### Problem statement
The answer must be the full listing, reproduced word for word.

### Dataset
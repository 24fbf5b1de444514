//! Capability registry
//!
//! Each backend publishes a fixed set of feature flags. The facade checks
//! the parsed statement against the target adapter's set and rejects
//! unsupported combinations with `NotSupported` before any dispatch, so a
//! caller never pays for a round trip that was always going to fail.

use std::collections::HashSet;

#[derive(Debug, Clone, Copy, PartialEq, Eq, Hash)]
pub enum Capability {
    /// Native binary (`Value::Bytes`) storage without base64 projection.
    TypeBinary,
    /// Wildcard (all-fields) index definitions.
    IndexWildcard,
    /// Vector/ANN index definitions.
    IndexVector,
    /// The `move(other_path)` update mutator.
    UpdateArrayMove,
    /// Transactions spanning more than one collection.
    TransactCrossCollection,
    /// Native optimistic concurrency via `$etag`.
    Etag,
    /// Numeric range comparisons (`<`, `<=`, `>`, `>=`, `between`) on string-typed fields.
    RangeOnString,
    /// The `contains` / `starts_with` string predicates.
    StringSearch,
}

impl Capability {
    pub fn as_str(&self) -> &'static str {
        match self {
            Capability::TypeBinary => "TYPE_BINARY",
            Capability::IndexWildcard => "INDEX_WILDCARD",
            Capability::IndexVector => "INDEX_VECTOR",
            Capability::UpdateArrayMove => "UPDATE_ARRAY_MOVE",
            Capability::TransactCrossCollection => "TRANSACT_CROSS_COLLECTION",
            Capability::Etag => "ETAG",
            Capability::RangeOnString => "RANGE_ON_STRING",
            Capability::StringSearch => "STRING_SEARCH",
        }
    }
}

/// The feature set published by one bound adapter instance.
#[derive(Debug, Clone)]
pub struct CapabilitySet {
    enabled: HashSet<Capability>,
}

impl CapabilitySet {
    pub fn new(enabled: impl IntoIterator<Item = Capability>) -> Self {
        CapabilitySet {
            enabled: enabled.into_iter().collect(),
        }
    }

    /// The permissive set: every capability supported. Used by the
    /// in-memory and SQLite backends, which implement the full contract.
    pub fn all() -> Self {
        CapabilitySet::new([
            Capability::TypeBinary,
            Capability::IndexWildcard,
            Capability::IndexVector,
            Capability::UpdateArrayMove,
            Capability::TransactCrossCollection,
            Capability::Etag,
            Capability::RangeOnString,
            Capability::StringSearch,
        ])
    }

    pub fn supports(&self, cap: Capability) -> bool {
        self.enabled.contains(&cap)
    }

    pub fn with(mut self, cap: Capability) -> Self {
        self.enabled.insert(cap);
        self
    }

    pub fn without(mut self, cap: Capability) -> Self {
        self.enabled.remove(&cap);
        self
    }
}

impl Default for CapabilitySet {
    fn default() -> Self {
        CapabilitySet::all()
    }
}

#[cfg(test)]
mod tests {
    use super::*;

    #[test]
    fn all_enables_every_capability() {
        let caps = CapabilitySet::all();
        assert!(caps.supports(Capability::Etag));
        assert!(caps.supports(Capability::UpdateArrayMove));
    }

    #[test]
    fn without_removes_a_single_capability() {
        let caps = CapabilitySet::all().without(Capability::StringSearch);
        assert!(!caps.supports(Capability::StringSearch));
        assert!(caps.supports(Capability::Etag));
    }
}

### Solution to the exercise
repository 24fbf5b1de444514
//! Capability registry
//!
//! Each backend publishes a fixed set of feature flags. The facade checks
//! the parsed statement against the target adapter's set and rejects
//! unsupported combinations with `NotSupported` before any dispatch, so a
//! caller never pays for a round trip that was always going to fail.

use std::collections::HashSet;

#[derive(Debug, Clone, Copy, PartialEq, Eq, Hash)]
pub enum Capability {
    /// Native binary (`Value::Bytes`) storage without base64 projection.
    TypeBinary,
    /// Wildcard (all-fields) index definitions.
    IndexWildcard,
    /// Vector/ANN index definitions.
    IndexVector,
    /// The `move(other_path)` update mutator.
    UpdateArrayMove,
    /// Transactions spanning more than one collection.
    TransactCrossCollection,
    /// Native optimistic concurrency via `$etag`.
    Etag,
    /// Numeric range comparisons (`<`, `<=`, `>`, `>=`, `between`) on string-typed fields.
    RangeOnString,
    /// The `contains` / `starts_with` string predicates.
    StringSearch,
}

impl Capability {
    pub fn as_str(&self) -> &'static str {
        match self {
            Capability::TypeBinary => "TYPE_BINARY",
            Capability::IndexWildcard => "INDEX_WILDCARD",
            Capability::IndexVector => "INDEX_VECTOR",
            Capability::UpdateArrayMove => "UPDATE_ARRAY_MOVE",
            Capability::TransactCrossCollection => "TRANSACT_CROSS_COLLECTION",
            Capability::Etag => "ETAG",
            Capability::RangeOnString => "RANGE_ON_STRING",
            Capability::StringSearch => "STRING_SEARCH",
        }
    }
}

/// The feature set published by one bound adapter instance.
#[derive(Debug, Clone)]
pub struct CapabilitySet {
    enabled: HashSet<Capability>,
}

impl CapabilitySet {
    pub fn new(enabled: impl IntoIterator<Item = Capability>) -> Self {
        CapabilitySet {
            enabled: enabled.into_iter().collect(),
        }
    }

    /// The permissive set: every capability supported. Used by the
    /// in-memory and SQLite backends, which implement the full contract.
    pub fn all() -> Self {
        CapabilitySet::new([
            Capability::TypeBinary,
            Capability::IndexWildcard,
            Capability::IndexVector,
            Capability::UpdateArrayMove,
            Capability::TransactCrossCollection,
            Capability::Etag,
            Capability::RangeOnString,
            Capability::StringSearch,
        ])
    }

    pub fn supports(&self, cap: Capability) -> bool {
        self.enabled.contains(&cap)
    }

    pub fn with(mut self, cap: Capability) -> Self {
        self.enabled.insert(cap);
        self
    }

    pub fn without(mut self, cap: Capability) -> Self {
        self.enabled.remove(&cap);
        self
    }
}

impl Default for CapabilitySet {
    fn default() -> Self {
        CapabilitySet::all()
    }
}

#[cfg(test)]
mod tests {
    use super::*;

    #[test]
    fn all_enables_every_capability() {
        let caps = CapabilitySet::all();
        assert!(caps.supports(Capability::Etag));
        assert!(caps.supports(Capability::UpdateArrayMove));
    }

    #[test]
    fn without_removes_a_single_capability() {
        let caps = CapabilitySet::all().without(Capability::StringSearch);
        assert!(!caps.supports(Capability::StringSearch));
        assert!(caps.supports(Capability::Etag));
    }
}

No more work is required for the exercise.